◆ **Activity**:
From the entries below, copy every line that has the word "types".

___ Data shown ___

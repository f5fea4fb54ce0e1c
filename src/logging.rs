//! Logger initialization.
//!
//! The library only logs through the `log` facade; binaries call
//! [`init_logging`] once to install the `env_logger` backend.

use std::sync::Once;

/// Logger configuration.
///
/// `env_filter` follows the `env_logger` filter syntax (e.g. "info",
/// "palettize=debug").
#[derive(Debug, Clone)]
pub struct LoggingConfig {
    pub env_filter: Option<String>,
    pub default_level: log::LevelFilter,
    pub write_style: env_logger::WriteStyle,
}

impl Default for LoggingConfig {
    fn default() -> Self {
        Self {
            env_filter: None,
            default_level: log::LevelFilter::Info,
            write_style: env_logger::WriteStyle::Auto,
        }
    }
}

static INIT: Once = Once::new();

/// Initializes the global logger once; later calls are ignored.
///
/// Filter precedence: `config.env_filter`, then `RUST_LOG`, then
/// `config.default_level`. Output goes to stderr so stdout stays clean for
/// rewritten documents.
pub fn init_logging(config: LoggingConfig) {
    INIT.call_once(|| {
        let mut builder = env_logger::Builder::new();

        if let Some(filter) = config.env_filter {
            builder.parse_filters(&filter);
        } else if let Ok(filter) = std::env::var("RUST_LOG") {
            builder.parse_filters(&filter);
        } else {
            builder.filter_level(config.default_level);
        }

        builder
            .write_style(config.write_style)
            .target(env_logger::Target::Stderr);

        // Another logger may already be installed (tests, embedding apps).
        if builder.try_init().is_err() {
            return;
        }

        log::debug!("logging initialized");
    });
}
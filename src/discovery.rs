//! Input discovery
//!
//! Finds layout documents on disk and loads their text. Directories are
//! searched recursively; results come back sorted so runs are reproducible.

use std::fs;
use std::path::{Path, PathBuf};

use log::debug;
use walkdir::WalkDir;

use crate::error::{PalettizeError, Result};

/// Extensions searched for when none are given.
pub const DEFAULT_EXTENSIONS: [&str; 2] = ["storyboard", "xib"];

/// Roots searched when none are given.
pub const DEFAULT_ROOTS: [&str; 2] = ["storyboard", "xib"];

/// One loaded input document.
#[derive(Debug, Clone, PartialEq, Eq)]
pub struct SourceFile {
    pub path: PathBuf,
    pub text: String,
}

impl SourceFile {
    /// File name used in banners and logs.
    pub fn display_name(&self) -> String {
        self.path
            .file_name()
            .map_or_else(|| self.path.display().to_string(), |n| n.to_string_lossy().into_owned())
    }
}

fn has_extension(path: &Path, extensions: &[String]) -> bool {
    path.extension()
        .and_then(|e| e.to_str())
        .is_some_and(|ext| extensions.iter().any(|want| want.eq_ignore_ascii_case(ext)))
}

/// Collect every layout document under `roots`.
///
/// A root that is a file is taken as-is when its extension matches; a
/// directory is walked recursively. Roots that do not exist are skipped.
///
/// # Errors
/// Returns [`PalettizeError::NoInputs`] if nothing was found.
pub fn discover(roots: &[PathBuf], extensions: &[String]) -> Result<Vec<PathBuf>> {
    let mut found = Vec::new();

    for root in roots {
        if root.is_file() {
            if has_extension(root, extensions) {
                found.push(root.clone());
            }
            continue;
        }
        if !root.is_dir() {
            debug!("skipping missing input root {}", root.display());
            continue;
        }

        let walk = WalkDir::new(root)
            .follow_links(true)
            .sort_by(|a, b| a.file_name().cmp(b.file_name()))
            .into_iter()
            .filter_map(|e| e.ok());

        for entry in walk {
            let path = entry.path();
            if entry.file_type().is_file() && has_extension(path, extensions) {
                found.push(path.to_path_buf());
            }
        }
    }

    if found.is_empty() {
        let searched: Vec<String> = roots.iter().map(|r| r.display().to_string()).collect();
        return Err(PalettizeError::NoInputs(format!(
            "no .{} files under {}",
            extensions.join("/."),
            searched.join(", ")
        )));
    }
    Ok(found)
}

/// Read every path as UTF-8 text. Unreadable files are dropped.
pub fn load_sources(paths: &[PathBuf]) -> Vec<SourceFile> {
    paths
        .iter()
        .filter_map(|path| match fs::read_to_string(path) {
            Ok(text) => Some(SourceFile {
                path: path.clone(),
                text,
            }),
            Err(e) => {
                debug!("skipping unreadable {}: {e}", path.display());
                None
            }
        })
        .collect()
}

#[cfg(test)]
#[allow(clippy::unwrap_used, clippy::expect_used, clippy::indexing_slicing)]
mod tests {
    use super::*;

    fn exts() -> Vec<String> {
        DEFAULT_EXTENSIONS.iter().map(|s| (*s).to_string()).collect()
    }

    #[test]
    fn test_discover_walks_and_sorts() {
        let dir = tempfile::tempdir().unwrap();
        let nested = dir.path().join("Feature");
        fs::create_dir(&nested).unwrap();
        fs::write(dir.path().join("Main.storyboard"), "<document/>").unwrap();
        fs::write(nested.join("Cell.xib"), "<document/>").unwrap();
        fs::write(dir.path().join("notes.txt"), "ignored").unwrap();

        let found = discover(&[dir.path().to_path_buf()], &exts()).unwrap();
        let names: Vec<String> = found
            .iter()
            .map(|p| p.file_name().unwrap().to_string_lossy().into_owned())
            .collect();
        assert_eq!(names, vec!["Cell.xib", "Main.storyboard"]);
    }

    #[test]
    fn test_discover_accepts_file_roots() {
        let dir = tempfile::tempdir().unwrap();
        let file = dir.path().join("Launch.xib");
        fs::write(&file, "<document/>").unwrap();
        let found = discover(&[file.clone()], &exts()).unwrap();
        assert_eq!(found, vec![file]);
    }

    #[test]
    fn test_discover_nothing_is_an_error() {
        let dir = tempfile::tempdir().unwrap();
        let missing = dir.path().join("does-not-exist");
        let err = discover(&[dir.path().to_path_buf(), missing], &exts()).unwrap_err();
        assert!(matches!(err, PalettizeError::NoInputs(_)));
    }

    #[test]
    fn test_load_sources_skips_unreadable() {
        let dir = tempfile::tempdir().unwrap();
        let good = dir.path().join("Main.storyboard");
        fs::write(&good, "<document/>").unwrap();
        let gone = dir.path().join("Gone.xib");

        let sources = load_sources(&[gone, good.clone()]);
        assert_eq!(sources.len(), 1);
        assert_eq!(sources[0].path, good);
        assert_eq!(sources[0].text, "<document/>");
        assert_eq!(sources[0].display_name(), "Main.storyboard");
    }
}
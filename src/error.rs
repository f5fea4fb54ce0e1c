//! Structured error types for palettize.

/// All errors that can occur while loading, processing, or writing layout documents.
#[derive(Debug, thiserror::Error)]
pub enum PalettizeError {
    /// XML parsing or writing error from quick-xml.
    #[error("XML parsing: {0}")]
    Xml(#[from] quick_xml::Error),

    /// Malformed attribute inside a start tag.
    #[error("XML attribute: {0}")]
    Attr(#[from] quick_xml::events::attributes::AttrError),

    /// Document text that is not valid UTF-8.
    #[error("Invalid UTF-8: {0}")]
    Utf8(#[from] std::str::Utf8Error),

    /// Structural problem in an otherwise well-formed token stream.
    #[error("Parse error: {0}")]
    Parse(String),

    /// No input documents were found.
    #[error("No input documents found: {0}")]
    NoInputs(String),

    /// Report serialization error.
    #[error("JSON serialization: {0}")]
    Json(#[from] serde_json::Error),

    /// I/O error.
    #[error("I/O error: {0}")]
    Io(#[from] std::io::Error),

    /// Catch-all for string errors.
    #[error("{0}")]
    Other(String),
}

/// Convenience alias used throughout the crate.
pub type Result<T> = std::result::Result<T, PalettizeError>;

impl From<String> for PalettizeError {
    fn from(s: String) -> Self {
        Self::Other(s)
    }
}

impl From<&str> for PalettizeError {
    fn from(s: &str) -> Self {
        Self::Other(s.to_string())
    }
}
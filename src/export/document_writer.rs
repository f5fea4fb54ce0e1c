//! Generates layout XML from a `Document`.
//!
//! Output follows the layout editors' own formatting: four-space indentation,
//! one element per line, self-closing empty elements, text content kept on
//! the same line as its element, and a trailing newline.

use quick_xml::events::{BytesCData, BytesDecl, BytesEnd, BytesStart, BytesText, Event};
use quick_xml::Writer;

use crate::error::{PalettizeError, Result};
use crate::types::{Document, Element, Node};

const INDENT_SIZE: usize = 4;

/// Write a complete document as a string.
pub(crate) fn write_document_xml(document: &Document) -> Result<String> {
    let mut writer = Writer::new_with_indent(Vec::with_capacity(4096), b' ', INDENT_SIZE);
    for node in &document.nodes {
        write_node(&mut writer, node)?;
    }

    let mut out = String::from_utf8(writer.into_inner())
        .map_err(|e| PalettizeError::Other(format!("writer produced invalid UTF-8: {e}")))?;
    out.push('\n');
    Ok(out)
}

fn write_node(writer: &mut Writer<Vec<u8>>, node: &Node) -> Result<()> {
    match node {
        Node::Element(element) => write_element(writer, element)?,
        Node::Text(text) => writer.write_event(Event::Text(BytesText::from_escaped(text.as_str())))?,
        Node::CData(data) => writer.write_event(Event::CData(BytesCData::new(data.as_str())))?,
        Node::Comment(text) => {
            writer.write_event(Event::Comment(BytesText::from_escaped(text.as_str())))?;
        }
        Node::Decl(decl) => writer.write_event(Event::Decl(BytesDecl::new(
            &decl.version,
            decl.encoding.as_deref(),
            decl.standalone.as_deref(),
        )))?,
        Node::DocType(text) => {
            writer.write_event(Event::DocType(BytesText::from_escaped(text.as_str())))?;
        }
        Node::ProcessingInstruction(text) => {
            writer.write_event(Event::PI(BytesText::from_escaped(text.as_str())))?;
        }
    }
    Ok(())
}

fn write_element(writer: &mut Writer<Vec<u8>>, element: &Element) -> Result<()> {
    let mut start = BytesStart::new(element.name.as_str());
    for attr in &element.attributes {
        // Values are stored escaped; push them through untouched.
        start.push_attribute((attr.name.as_bytes(), attr.value.as_bytes()));
    }

    if element.children.is_empty() {
        writer.write_event(Event::Empty(start))?;
        return Ok(());
    }

    writer.write_event(Event::Start(start))?;
    for child in &element.children {
        write_node(writer, child)?;
    }
    writer.write_event(Event::End(BytesEnd::new(element.name.as_str())))?;
    Ok(())
}

#[cfg(test)]
#[allow(
    clippy::unwrap_used,
    clippy::expect_used,
    clippy::indexing_slicing,
    clippy::panic
)]
mod tests {
    use super::*;
    use crate::parser::parse_document;
    use crate::types::Element;

    const STORYBOARD: &str = r#"<?xml version="1.0" encoding="UTF-8"?>
<document type="com.apple.InterfaceBuilder3.CocoaTouch.Storyboard.XIB" version="3.0" toolsVersion="14460.31">
    <scenes>
        <scene sceneID="abc">
            <objects>
                <label opaque="NO" text="Tom &amp; Jerry" id="lbl-1">
                    <string key="text">Hello</string>
                    <color key="textColor" red="1" green="0.5" blue="0" alpha="1" colorSpace="custom" customColorSpace="sRGB"/>
                </label>
            </objects>
        </scene>
    </scenes>
    <resources>
        <namedColor name="white"/>
    </resources>
</document>
"#;

    #[test]
    fn test_canonical_document_roundtrips_exactly() {
        let doc = parse_document(STORYBOARD).unwrap();
        let out = write_document_xml(&doc).unwrap();
        assert_eq!(out, STORYBOARD);
    }

    #[test]
    fn test_inserted_element_is_indented() {
        let mut doc = parse_document(STORYBOARD).unwrap();
        doc.resources_mut()
            .unwrap()
            .push_child(Element::new("namedColor").with_attr("name", "ash"));
        let out = write_document_xml(&doc).unwrap();
        assert!(out.contains(
            "        <namedColor name=\"white\"/>\n        <namedColor name=\"ash\"/>\n    </resources>"
        ));
    }

    #[test]
    fn test_comment_and_cdata_preserved() {
        let doc = parse_document("<root><!-- note --><data><![CDATA[a < b]]></data></root>").unwrap();
        let out = write_document_xml(&doc).unwrap();
        assert!(out.contains("<!-- note -->"));
        assert!(out.contains("<![CDATA[a < b]]>"));
    }

    #[test]
    fn test_padded_and_blank_text_roundtrips() {
        let text = "<label id=\"lbl-1\">\n    <string key=\"text\">  Hello  </string>\n    <string key=\"placeholder\"> </string>\n</label>\n";
        let doc = parse_document(text).unwrap();
        assert_eq!(write_document_xml(&doc).unwrap(), text);
    }

    #[test]
    fn test_trailing_newline() {
        let doc = parse_document("<root/>").unwrap();
        assert_eq!(write_document_xml(&doc).unwrap(), "<root/>\n");
    }
}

___

◆ **Task response**:
//! Structured error types for palettize.
use crate::types::{Document, Element, Node};
    use crate::types::Element;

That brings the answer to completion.